A bit lost

I have been dealing with aspergers for most of my life, undiagnosed (came close 8 years ago, but an unhelpful medical professional tore up my assessment documentation and told me there is no such thing and I am a perfectly fine young man; after reflection over many years this was a mistake).

I have reached a piont were I do not know what to do.

I have angled my life so I can work from home. My wife understands me very well and is supportive. 

But, it is becoming a struggle to maintain appearances to my clients.  I am severely literal, and find it exhausting to understand the subtext and pleasantries in business interaction.

Any advice, and coping stratigies would be welcome.

Most recent incident was a joke said by an absent minded support staff-worker, which cause quite a costly mistake in a recent event. This type of thing cannot continue.

Please help.

  • I have been watching is from a distance and would like to say thank you for the replies, they will prove useful.

    There was a malicious attack on this site which cuased a number of posts to be lost in the server rollback.

    Any other tips and advice will be helpful.

    Many thanks.

  • You have to wonder how many diagnosis are not offered due to the difficulty of unravelling other conditions from Aspergers that present similar symptoms. I guess it's a bit like refereeing a football match. The referee won't give a penealty unless he/she is sure enough they have seen a clear infringement made because such a serious decision would probably have a powerful impact on the outcome of the game. Of course, as we know, there are many times when the referee has been in error due to the benefits of the 'action replay' and this isn't the fault of the referee but the fault of the analysis process in place. I kind of releate this to things like Aspergers because when someone turns up for a diagnosis the diagnostician will look for clear signs of Aspergers and if they are not clear-cut enough some of them will be tempted to dismiss the patient for several reasons. One reason is that if they judge a person to be high functioning enough to be able to cope with life without the aid of a service that is already seriously underfunded, and may not be required anyway if the person turns out not to be on the spectrum, they will dismiss the case.

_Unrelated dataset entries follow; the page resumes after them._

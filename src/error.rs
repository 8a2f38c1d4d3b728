//! Error taxonomy for the dispatch core.
//!
//! Every failure that can terminate a request is a variant of [`DispatchError`],
//! carrying enough structure for callers to branch on category, severity, and
//! retryability without string matching. Analyzer failures never appear here:
//! they are captured inside an `AnalyzerResult` and absorbed by consensus.

use thiserror::Error;

pub type Result<T> = std::result::Result<T, DispatchError>;

/// How bad a failure is, for alerting and health rules.
#[derive(Clone, Copy, Debug, PartialEq, Eq, PartialOrd, Ord, serde::Serialize)]
#[serde(rename_all = "lowercase")]
pub enum Severity {
    Low,
    Medium,
    High,
    Critical,
}

impl std::fmt::Display for Severity {
    fn fmt(&self, f: &mut std::fmt::Formatter<'_>) -> std::fmt::Result {
        let s = match self {
            Self::Low => "low",
            Self::Medium => "medium",
            Self::High => "high",
            Self::Critical => "critical",
        };
        f.write_str(s)
    }
}

#[derive(Error, Debug)]
pub enum DispatchError {
    #[error("invalid input: {0}")]
    Validation(String),

    #[error("security check failed: {0}")]
    Security(String),

    #[error("client {client} exhausted its request budget for this window")]
    RateLimited { client: String },

    #[error("admission queue is full ({limit} waiting)")]
    QueueFull { limit: usize },

    #[error("timed out waiting for an execution slot")]
    QueueTimeout,

    #[error("{what} timed out after {ms} ms")]
    Timeout { what: String, ms: u64 },

    #[error("circuit '{name}' is open")]
    CircuitOpen { name: String },

    #[error("circuit '{name}' is probing recovery, retry later")]
    HalfOpenSaturated { name: String },

    #[error("bus operation failed: {0}")]
    Bus(String),

    #[error("analyzer failure: {0}")]
    Analyzer(String),

    #[error("internal invariant violated: {0}")]
    Internal(String),
}

impl DispatchError {
    /// Stable category tag used in alerts, audit entries, and tracking stages.
    pub fn category(&self) -> &'static str {
        match self {
            Self::Validation(_) => "validation",
            Self::Security(_) => "security",
            Self::RateLimited { .. } => "rate_limited",
            Self::QueueFull { .. } => "queue_full",
            Self::QueueTimeout => "queue_timeout",
            Self::Timeout { .. } => "timeout",
            Self::CircuitOpen { .. } => "circuit_open",
            Self::HalfOpenSaturated { .. } => "circuit_half_open",
            Self::Bus(_) => "bus",
            Self::Analyzer(_) => "analyzer",
            Self::Internal(_) => "internal",
        }
    }

    pub fn severity(&self) -> Severity {
        match self {
            Self::Validation(_) => Severity::Low,
            Self::Security(_) => Severity::High,
            Self::RateLimited { .. } | Self::QueueFull { .. } | Self::QueueTimeout => {
                Severity::Medium
            }
            Self::Timeout { .. } => Severity::Medium,
            Self::CircuitOpen { .. } => Severity::Critical,
            Self::HalfOpenSaturated { .. } => Severity::Medium,
            Self::Bus(_) => Severity::High,
            Self::Analyzer(_) => Severity::Medium,
            Self::Internal(_) => Severity::Critical,
        }
    }

    /// Whether the caller may usefully retry the same request later.
    pub fn retryable(&self) -> bool {
        matches!(
            self,
            Self::RateLimited { .. }
                | Self::QueueFull { .. }
                | Self::QueueTimeout
                | Self::Timeout { .. }
                | Self::CircuitOpen { .. }
                | Self::HalfOpenSaturated { .. }
        )
    }
}

/// Boundary error returned by `submit`: the failure plus the correlation id
/// the caller needs to find the request in the tracking store. Stack details
/// never cross this boundary.
#[derive(Error, Debug)]
#[error("{kind}")]
pub struct RequestError {
    pub correlation_id: String,
    pub kind: DispatchError,
}

impl RequestError {
    pub fn category(&self) -> &'static str {
        self.kind.category()
    }

    pub fn severity(&self) -> Severity {
        self.kind.severity()
    }

    pub fn retryable(&self) -> bool {
        self.kind.retryable()
    }
}

#[cfg(test)]
mod tests {
    use super::*;

    #[test]
    fn severities_are_ordered() {
        assert!(Severity::Low < Severity::Medium);
        assert!(Severity::Medium < Severity::High);
        assert!(Severity::High < Severity::Critical);
    }

    #[test]
    fn governor_rejections_are_retryable() {
        assert!(DispatchError::RateLimited { client: "c1".into() }.retryable());
        assert!(DispatchError::QueueFull { limit: 0 }.retryable());
        assert!(DispatchError::QueueTimeout.retryable());
        assert!(!DispatchError::Validation("too large".into()).retryable());
        assert!(!DispatchError::Bus("gone".into()).retryable());
    }

    #[test]
    fn categories_are_stable() {
        let e = DispatchError::CircuitOpen { name: "pipeline".into() };
        assert_eq!(e.category(), "circuit_open");
        assert_eq!(e.severity(), Severity::Critical);
    }
}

    Another reason would be that there are many conditions that can initially be mistaken for Aspergers and a particular doctor might assume they can clearly see an alternative explanation for the symptoms the patient is experiencing. I think this is where stereotyping can be a danger because, after all, GP's are only human and can sometimes have a tendency to stereotype people without really taking the trouble to look into the case a little deeper. To be fair, GP's must see a lot of patients who are, in fact, suffering from mental disorders that have nothing to do with Aspergers and the work load of many GP's nowadays is such they that simply do not have the time to properly investigate every case, so we have to be a bit realistic here.

    From the little I know about seeking a diagnosis for Aspergers it can be very difficult, if not impossible, to obtain one and I do wonder whether this is meant to be the case in order to 'prove' that people are really genuine or not. The trouble is, this can leave people clueless about what to do next and if they are not in a position to go private they are forced to struggle on without the benefit of actually knowing what is at the root of their problems. As we know, there are many conditions that do clear up in time by themselves but in the case of Aspergers, it is for life, and without obtaining a confirmation of the condition individuals will flounder from one crisis to another without being in a position to manage it. The problem is, I can only see things becoming worse because the medical services in this country seem to be deteriorating as time goes by and I fear there will remain many individuals who are suffering from Aspergers that will never be identified, resulting in much suffering.

    Don't get me wrong. Aspies have many strengths as well as diffculties but at least when you know what kind of person you are and what makes you tick you are in a position to make the most of the particular way your brain is wired. Self knowledge is power and no doubt this is why people seek an official diagnoses, and quite right too.

  • Hi vanlll,

    I posted a reply a couple of days ago but it was deleted for some reason. I thought it might help to tell you how I deal with similar situations to yours. I also work mostly from home but have to go and meet clients from time to time.

    When you say you have trouble maintaining appearances, are you trying to appear to be more 'normal', i.e. more neurotypical than you are? This is what I always felt I had to do.

    One of my coping strategies is not to engage socially with other people at all, just to focus on work. I only deal with one person at a time, just parrot a few social pleasantries to start with and leave as soon as I am finished. I'm never rude and always treat everyone with respect, but expect them to take me as I am and treat me the same way.

    I realised many years ago that no matter how hard I try, I'll never fit in socially. By just being myself, I have more confidence and less anxiety as I know I'll never get drawn into a social situation I just won't understand.

  • Former Member
    Former Member

    Hi vanIII, welcome!

    Agreeing tasks in writing can sometimes avoid these issues. This can be relatively informal, by email etc, or there are systems for task management and collaboration (e.g. Jira or team foundation services) that enable priority lists to be available to all interested parties.

    A diagnosis can be useful but you may find little benefit in terms of services from NHS etc if you are functioning relatively well. It depends on your local mental health services as to whether they have setup any services for autistic adults. This forum can be good - there is a lot of knowledge and experience captured in old threads.